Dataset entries
══════
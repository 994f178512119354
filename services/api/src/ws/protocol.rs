//! Defines the WebSocket message protocol between the browser client and the API server.
//!
//! Microphone audio travels as binary frames. Everything else is a JSON text
//! frame tagged by `type`.

use serde::{Deserialize, Serialize};
use uuid::Uuid;

/// Messages sent from the client (browser) to the server.
#[derive(Deserialize, Debug, PartialEq, Eq)]
#[serde(tag = "type", rename_all = "snake_case")]
pub enum ClientMessage {
    /// User-typed text that bypasses transcription.
    TextMessage { text: String },
    /// The client finished playing the assistant's audio.
    PlaybackEnded,
    /// Asks the server to open a fresh transcription connection.
    Reconnect,
}

/// Messages sent from the server to the client (browser).
#[derive(Serialize, Debug, Clone, PartialEq, Eq)]
#[serde(tag = "type", rename_all = "snake_case")]
pub enum ServerMessage {
    /// Sent once, right after the connection is accepted.
    SessionStarted { session_id: Uuid },
    /// An interim transcript, superseded by the next one.
    Transcript { text: String },
    /// A finalized user utterance.
    FinalTranscript { text: String },
    /// The assistant's reply text. Always precedes its audio.
    AiResponse { text: String },
    /// Synthesized speech (base64 encoded `audio/mpeg`).
    AudioData { data: String },
    /// A user-facing failure notice.
    Error { message: String },
    /// The transcription connection is being re-established.
    Reconnecting,
}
══════
**PROBLEM:** Whenever a line of the data contains "String", it counts; state how many such lines there are, with nothing added.

**RESPONSE TO THE TASK:** 6